La segunda vuelta presidencial no solo definirá al próximo mandatario, sino también a la mujer que asumirá el rol simbólico de primera dama. En el caso de Iván Cepeda, lo acompaña Pilar Rueda, antropóloga con una sólida trayectoria en temas de paz y derechos humanos, quien ha mantenido un perfil discreto pero influyente en los procesos de justicia transicional. Su experiencia en la Jurisdicción Especial para la Paz (JEP) y en organismos internacionales la posiciona como una figura técnica y comprometida con la reconciliación.
Del otro lado está Ana Lucía Pineda, esposa de Abelardo De La Espriella, administradora de empresas y cofundadora de la firma De La Espriella Lawyers. Con un rol mucho más visible, Pineda ha sido protagonista en la campaña de su pareja, aportando en la organización y estrategia política. Su perfil empresarial y político contrasta con el carácter reservado de Rueda, mostrando dos estilos distintos de acompañamiento en la vida pública.

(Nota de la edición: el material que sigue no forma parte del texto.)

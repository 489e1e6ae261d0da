//! Shared utilities for integration tests.

use std::net::SocketAddr;
use std::sync::Arc;
use std::time::Duration;

use tokio::io::{AsyncReadExt, AsyncWriteExt};
use tokio::net::TcpListener;
use tokio::sync::mpsc;

use director_proxy::config::ProxyConfig;
use director_proxy::http::HttpServer;
use director_proxy::lifecycle::Shutdown;

/// Start a mock backend that answers every request with its own request head.
pub async fn start_echo_backend() -> SocketAddr {
    let listener = TcpListener::bind("127.0.0.1:0").await.unwrap();
    let addr = listener.local_addr().unwrap();

    tokio::spawn(async move {
        while let Ok((mut socket, _)) = listener.accept().await {
            tokio::spawn(async move {
                let mut head = Vec::new();
                let mut buf = [0u8; 1024];
                while !head.windows(4).any(|w| w == b"\r\n\r\n") {
                    match socket.read(&mut buf).await {
                        Ok(0) | Err(_) => return,
                        Ok(n) => head.extend_from_slice(&buf[..n]),
                    }
                }
                let body = String::from_utf8_lossy(&head).to_string();
                let response = format!(
                    "HTTP/1.1 200 OK\r\nContent-Length: {}\r\nConnection: close\r\n\r\n{}",
                    body.len(),
                    body
                );
                let _ = socket.write_all(response.as_bytes()).await;
                let _ = socket.shutdown().await;
            });
        }
    });

    addr
}

/// A proxy running on an ephemeral port.
pub struct TestProxy {
    pub addr: SocketAddr,
    pub config_updates: mpsc::UnboundedSender<ProxyConfig>,
    pub shutdown: Arc<Shutdown>,
}

/// Start the proxy with `config`, bound to 127.0.0.1 on a free port.
pub async fn start_proxy(config: ProxyConfig) -> TestProxy {
    let server = HttpServer::new(config).unwrap();
    let listener = TcpListener::bind("127.0.0.1:0").await.unwrap();
    let addr = listener.local_addr().unwrap();

    let shutdown = Arc::new(Shutdown::new());
    let (config_updates, updates_rx) = mpsc::unbounded_channel();
    let server_shutdown = shutdown.subscribe();

    tokio::spawn(async move {
        let _ = server.run(listener, updates_rx, server_shutdown).await;
    });
    tokio::time::sleep(Duration::from_millis(50)).await;

    TestProxy {
        addr,
        config_updates,
        shutdown,
    }
}

pub fn client() -> reqwest::Client {
    reqwest::Client::builder()
        .pool_max_idle_per_host(0)
        .no_proxy()
        .build()
        .unwrap()
}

En Colombia, el rol de primera dama no está definido en la estructura del Gobierno, lo que deja a cada mujer la posibilidad de escoger los temas que quiere impulsar. Mientras Pilar Rueda podría enfocarse en asuntos de paz y derechos humanos, Ana Lucía Pineda tendría la oportunidad de proyectar su experiencia empresarial y política. La elección presidencial, por tanto, marcará también cuál de estos perfiles será el que acompañe desde la Casa de Nariño el rumbo del país.